• TASK ITEM: Search the records for the word "crate". Copy every line where it appears.

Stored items

*** Begin section ***

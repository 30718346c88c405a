#![allow(clippy::float_cmp)]

use super::*;
use crate::memory::{MemoryBackend, MemoryHub};
use std::time::Duration;

fn bridge(hub: &MemoryHub, user: &str) -> SyncBridge {
    SyncBridge::new(Arc::new(hub.connect(user)), SyncConfig::default())
}

fn remote_rect(id: &str, x: f64, stamp: i64) -> Shape {
    let mut shape = Shape::rectangle(x, 0.0, 10.0, 10.0);
    shape.id = id.to_string();
    shape.client_updated_at = stamp;
    shape
}

async fn write_remote(backend: &MemoryBackend, shapes: &[Shape]) {
    backend.put_shapes(shapes).await.unwrap();
}

// =============================================================================
// OUTBOUND
// =============================================================================

#[tokio::test(start_paused = true)]
async fn drag_frames_are_coalesced_to_the_window_rate() {
    let hub = MemoryHub::default();
    let bridge = bridge(&hub, "alice");
    let mut store = ShapeStore::new("alice");
    let id = store.upsert(Shape::rectangle(0.0, 0.0, 10.0, 10.0)).id;

    // 250 Hz input for 240ms.
    for _ in 0..60 {
        let moved = store.move_by(std::slice::from_ref(&id), 1.0, 0.0);
        bridge.publish(ShapeDelta::Geometry(moved[0].clone())).unwrap();
        tokio::time::sleep(Duration::from_millis(4)).await;
    }
    bridge.flush_shapes(vec![id.clone()]).unwrap();
    bridge.flush().await.unwrap();

    let writes = hub.shape_writes();
    assert!((10..=20).contains(&writes), "expected ~16 writes, got {writes}");
    assert_eq!(hub.shape(&id).unwrap().x, 60.0);
    assert!(bridge.unpublished().shapes.is_empty());
}

#[tokio::test(start_paused = true)]
async fn content_edits_publish_without_waiting_for_a_window() {
    let hub = MemoryHub::default();
    let bridge = bridge(&hub, "alice");
    let mut store = ShapeStore::new("alice");
    let id = store.upsert(Shape::rectangle(0.0, 0.0, 10.0, 10.0)).id;

    let moved = store.move_by(std::slice::from_ref(&id), 5.0, 0.0);
    bridge.publish(ShapeDelta::Geometry(moved[0].clone())).unwrap();
    let moved = store.move_by(std::slice::from_ref(&id), 5.0, 0.0);
    bridge.publish(ShapeDelta::Geometry(moved[0].clone())).unwrap();
    let recolored = store.recolor(std::slice::from_ref(&id), "#FF0000");
    bridge.publish(ShapeDelta::Content(recolored[0].clone())).unwrap();
    bridge.flush().await.unwrap();

    let durable = hub.shape(&id).unwrap();
    assert_eq!(durable.color, "#FF0000");
    assert_eq!(durable.x, 10.0);
}

#[tokio::test(start_paused = true)]
async fn retryable_failures_are_retried_until_written() {
    let hub = MemoryHub::default();
    let bridge = bridge(&hub, "alice");
    let mut store = ShapeStore::new("alice");
    let shape = store.upsert(Shape::circle(5.0, 5.0, 3.0));

    hub.fail_next_writes(4);
    bridge.publish(ShapeDelta::Content(shape.clone())).unwrap();
    assert!(bridge.unpublished().shapes.contains(&shape.id));

    bridge.flush().await.unwrap();
    assert_eq!(hub.shape(&shape.id).map(|s| s.id), Some(shape.id));
    assert_eq!(hub.shape_writes(), 1);
    assert!(bridge.unpublished().shapes.is_empty());
}

#[tokio::test(start_paused = true)]
async fn discarded_frame_is_never_written() {
    let hub = MemoryHub::default();
    let bridge = bridge(&hub, "alice");
    let mut store = ShapeStore::new("alice");
    let id = store.upsert(Shape::rectangle(0.0, 0.0, 10.0, 10.0)).id;

    let first = store.move_by(std::slice::from_ref(&id), 1.0, 0.0);
    bridge.publish(ShapeDelta::Geometry(first[0].clone())).unwrap();
    let second = store.move_by(std::slice::from_ref(&id), 1.0, 0.0);
    bridge.publish(ShapeDelta::Geometry(second[0].clone())).unwrap();
    bridge.discard(id.clone()).unwrap();
    bridge.flush().await.unwrap();

    assert_eq!(hub.shape(&id).unwrap().x, 1.0);
    assert!(bridge.unpublished().shapes.is_empty());
}

#[tokio::test(start_paused = true)]
async fn yielded_shape_takes_the_echo_of_its_last_written_frame() {
    let hub = MemoryHub::default();
    let mut bridge = bridge(&hub, "alice");
    bridge.subscribe();
    let mut store = ShapeStore::new("alice");
    let id = store.upsert(Shape::rectangle(0.0, 0.0, 10.0, 10.0)).id;

    let first = store.move_by(std::slice::from_ref(&id), 1.0, 0.0);
    bridge.publish(ShapeDelta::Geometry(first[0].clone())).unwrap();
    let second = store.move_by(std::slice::from_ref(&id), 1.0, 0.0);
    bridge.publish(ShapeDelta::Geometry(second[0].clone())).unwrap();
    bridge.discard(id.clone()).unwrap();
    store.yield_to_remote(&id);
    bridge.flush().await.unwrap();

    let Some(Inbound::Change(echo)) = bridge.next_inbound().await else {
        panic!("expected the echo of the first frame");
    };
    assert!(bridge.apply_inbound(&mut store, &echo));
    assert_eq!(store.get(&id).unwrap().x, 1.0);
    assert_eq!(store.get(&id).unwrap().client_updated_at, hub.shape(&id).unwrap().client_updated_at);
    assert!(!store.is_yielded(&id));
}

#[tokio::test(start_paused = true)]
async fn discarding_a_frame_keeps_an_older_queued_write_unpublished() {
    let hub = MemoryHub::default();
    let bridge = bridge(&hub, "alice");
    let mut store = ShapeStore::new("alice");
    let id = store.upsert(Shape::rectangle(0.0, 0.0, 10.0, 10.0)).id;

    hub.fail_next_writes(1_000);
    let first = store.move_by(std::slice::from_ref(&id), 1.0, 0.0);
    bridge.publish(ShapeDelta::Geometry(first[0].clone())).unwrap();
    let second = store.move_by(std::slice::from_ref(&id), 1.0, 0.0);
    bridge.publish(ShapeDelta::Geometry(second[0].clone())).unwrap();
    bridge.discard(id.clone()).unwrap();
    tokio::time::sleep(Duration::from_millis(50)).await;
    assert!(bridge.unpublished().shapes.contains(&id));

    hub.fail_next_writes(0);
    bridge.flush().await.unwrap();
    assert_eq!(hub.shape(&id).unwrap().x, 1.0);
    assert!(bridge.unpublished().shapes.is_empty());
}

#[tokio::test(start_paused = true)]
async fn bulk_delete_is_one_write_and_one_event() {
    let hub = MemoryHub::default();
    let bridge = bridge(&hub, "alice");
    let mut store = ShapeStore::new("alice");
    let shapes: Vec<Shape> = (0..5_i32)
        .map(|i| store.upsert(Shape::rectangle(f64::from(i), 0.0, 10.0, 10.0)))
        .collect();
    bridge.publish_shapes(shapes.clone()).unwrap();
    bridge.flush().await.unwrap();
    let seq_before = hub.seq();

    let ids: Vec<ShapeId> = shapes.iter().map(|s| s.id.clone()).collect();
    let removal = store.remove(&ids);
    bridge.publish(ShapeDelta::Removed { ids: removal.ids, deleted_at: removal.deleted_at }).unwrap();
    bridge.flush().await.unwrap();

    assert_eq!(hub.seq(), seq_before + 1);
    assert!(ids.iter().all(|id| hub.shape(id).is_none()));
    assert!(bridge.unpublished().shapes.is_empty());
}

#[tokio::test(start_paused = true)]
async fn layer_scale_and_removal_writes_are_tracked_until_acknowledged() {
    let hub = MemoryHub::default();
    let bridge = bridge(&hub, "alice");
    let mut store = ShapeStore::new("alice");
    let shape = store.upsert(Shape::rectangle(0.0, 0.0, 10.0, 10.0));
    bridge.publish(ShapeDelta::Content(shape.clone())).unwrap();
    bridge.flush().await.unwrap();

    let layer = store.upsert_layer(Layer::new("Walls"));
    let line = store.set_scale_line(Some(ScaleLine::new(
        crate::scale::Point::new(0.0, 0.0),
        crate::scale::Point::new(100.0, 0.0),
        10.0,
        crate::scale::Unit::Feet,
    )));
    let removal = store.remove(std::slice::from_ref(&shape.id));

    bridge.publish(ShapeDelta::Layer(layer.clone())).unwrap();
    bridge.publish(ShapeDelta::Scale(line.clone())).unwrap();
    bridge.publish(ShapeDelta::Removed { ids: removal.ids, deleted_at: removal.deleted_at }).unwrap();

    let pending = bridge.unpublished();
    assert!(pending.layers.contains(&layer.id));
    assert!(pending.scale);
    assert!(pending.shapes.contains(&shape.id));

    bridge.flush().await.unwrap();
    assert_eq!(hub.layer(&layer.id), Some(layer));
    assert_eq!(hub.scale(), line);
    assert!(hub.shape(&shape.id).is_none());

    let pending = bridge.unpublished();
    assert!(pending.shapes.is_empty() && pending.layers.is_empty() && !pending.scale);
}

#[tokio::test(start_paused = true)]
async fn shutdown_writes_coalesced_frames() {
    let hub = MemoryHub::default();
    let bridge = bridge(&hub, "alice");
    let mut store = ShapeStore::new("alice");
    let id = store.upsert(Shape::rectangle(0.0, 0.0, 10.0, 10.0)).id;
    for _ in 0..3 {
        let moved = store.move_by(std::slice::from_ref(&id), 2.0, 0.0);
        bridge.publish(ShapeDelta::Geometry(moved[0].clone())).unwrap();
    }

    bridge.shutdown().await;
    assert_eq!(hub.shape(&id).unwrap().x, 6.0);
}

// =============================================================================
// INBOUND
// =============================================================================

#[tokio::test(start_paused = true)]
async fn echoes_are_skipped_and_remote_changes_applied() {
    let hub = MemoryHub::default();
    let mut alice = bridge(&hub, "alice");
    alice.subscribe();
    let bob = hub.connect("bob");
    let mut store = ShapeStore::new("alice");

    let own = store.upsert(Shape::rectangle(0.0, 0.0, 10.0, 10.0));
    alice.publish(ShapeDelta::Content(own)).unwrap();
    alice.flush().await.unwrap();
    let Some(Inbound::Change(echo)) = alice.next_inbound().await else {
        panic!("expected the echo of our own write");
    };
    assert!(!alice.apply_inbound(&mut store, &echo));

    write_remote(&bob, &[remote_rect("bob-1", 40.0, 1)]).await;
    let Some(Inbound::Change(remote)) = alice.next_inbound().await else {
        panic!("expected bob's write");
    };
    assert!(alice.apply_inbound(&mut store, &remote));
    assert_eq!(store.get("bob-1").unwrap().x, 40.0);
    assert!(alice.try_next_inbound().is_none());
}

#[tokio::test]
async fn lagging_feed_reports_resync() {
    let hub = MemoryHub::new(2);
    let mut alice = bridge(&hub, "alice");
    alice.subscribe();
    let bob = hub.connect("bob");
    for i in 0..5 {
        write_remote(&bob, &[remote_rect(&format!("s{i}"), 0.0, 1)]).await;
    }

    assert_eq!(alice.next_inbound().await, Some(Inbound::Resync { missed: 3 }));

    let mut store = ShapeStore::new("alice");
    let report = alice.reconcile_full(&mut store).await.unwrap();
    assert_eq!(report.applied, 5);
    assert_eq!(store.len(), 5);
}

#[tokio::test]
async fn unsubscribed_bridge_yields_nothing() {
    let hub = MemoryHub::default();
    let mut alice = bridge(&hub, "alice");
    assert!(!alice.is_subscribed());
    assert_eq!(alice.next_inbound().await, None);
    alice.subscribe();
    assert!(alice.is_subscribed());
    alice.unsubscribe();
    assert!(alice.try_next_inbound().is_none());
}

// =============================================================================
// RECONCILIATION
// =============================================================================

#[tokio::test(start_paused = true)]
async fn reconcile_keeps_unpublished_local_writes() {
    let hub = MemoryHub::default();
    let alice = bridge(&hub, "alice");
    let bob = hub.connect("bob");
    write_remote(&bob, &[remote_rect("bob-1", 0.0, 1)]).await;

    let mut store = ShapeStore::new("alice");
    store.apply_remote_snapshot(vec![remote_rect("gone", 0.0, 1)]);
    let local = store.upsert(Shape::rectangle(1.0, 1.0, 2.0, 2.0));
    hub.fail_next_writes(1_000);
    alice.publish(ShapeDelta::Content(local.clone())).unwrap();

    let report = alice.reconcile_full(&mut store).await.unwrap();
    assert_eq!(report.applied, 1);
    assert_eq!(report.removed, 1);
    assert_eq!(report.kept_local, 1);
    assert!(store.contains(&local.id));
    assert!(store.contains("bob-1"));
    assert!(!store.contains("gone"));
    assert!(alice.unpublished().shapes.contains(&local.id));
}

#[tokio::test(start_paused = true)]
async fn reconnect_retries_until_backend_returns() {
    let hub = MemoryHub::default();
    let backend: Arc<dyn Backend> = Arc::new(hub.connect("alice"));
    let mut alice = SyncBridge::new(Arc::clone(&backend), SyncConfig::default());
    let locks = LockManager::new(backend, "alice", 10_000);
    let mut store = ShapeStore::new("alice");

    hub.set_online("alice", false);
    write_remote(&hub.connect("bob"), &[remote_rect("bob-1", 0.0, 1)]).await;
    hub.insert_lease(crate::lock::Lease::new("bob-1", "bob", 0, 1));

    let restore = hub.clone();
    tokio::spawn(async move {
        tokio::time::sleep(Duration::from_millis(200)).await;
        restore.set_online("alice", true);
    });

    let report = alice.reconnect(&mut store, &locks).await.unwrap();
    assert_eq!(report.applied, 1);
    assert!(store.contains("bob-1"));
    assert!(alice.is_subscribed());
    assert!(hub.lease("bob-1").is_none());
}

#[test]
fn sync_error_codes() {
    assert_eq!(SyncError::WorkerStopped.error_code(), "E_SYNC_WORKER_STOPPED");
    assert!(!SyncError::WorkerStopped.retryable());
    let wrapped = SyncError::from(BackendError::Timeout);
    assert_eq!(wrapped.error_code(), "E_BACKEND_TIMEOUT");
    assert!(wrapped.retryable());
}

*** End section ***

• ANSWER AREA:
use crate::memory::{MemoryBackend, MemoryHub};
        crate::scale::Point::new(0.0, 0.0),
        crate::scale::Point::new(100.0, 0.0),
        crate::scale::Unit::Feet,
    hub.insert_lease(crate::lock::Lease::new("bob-1", "bob", 0, 1));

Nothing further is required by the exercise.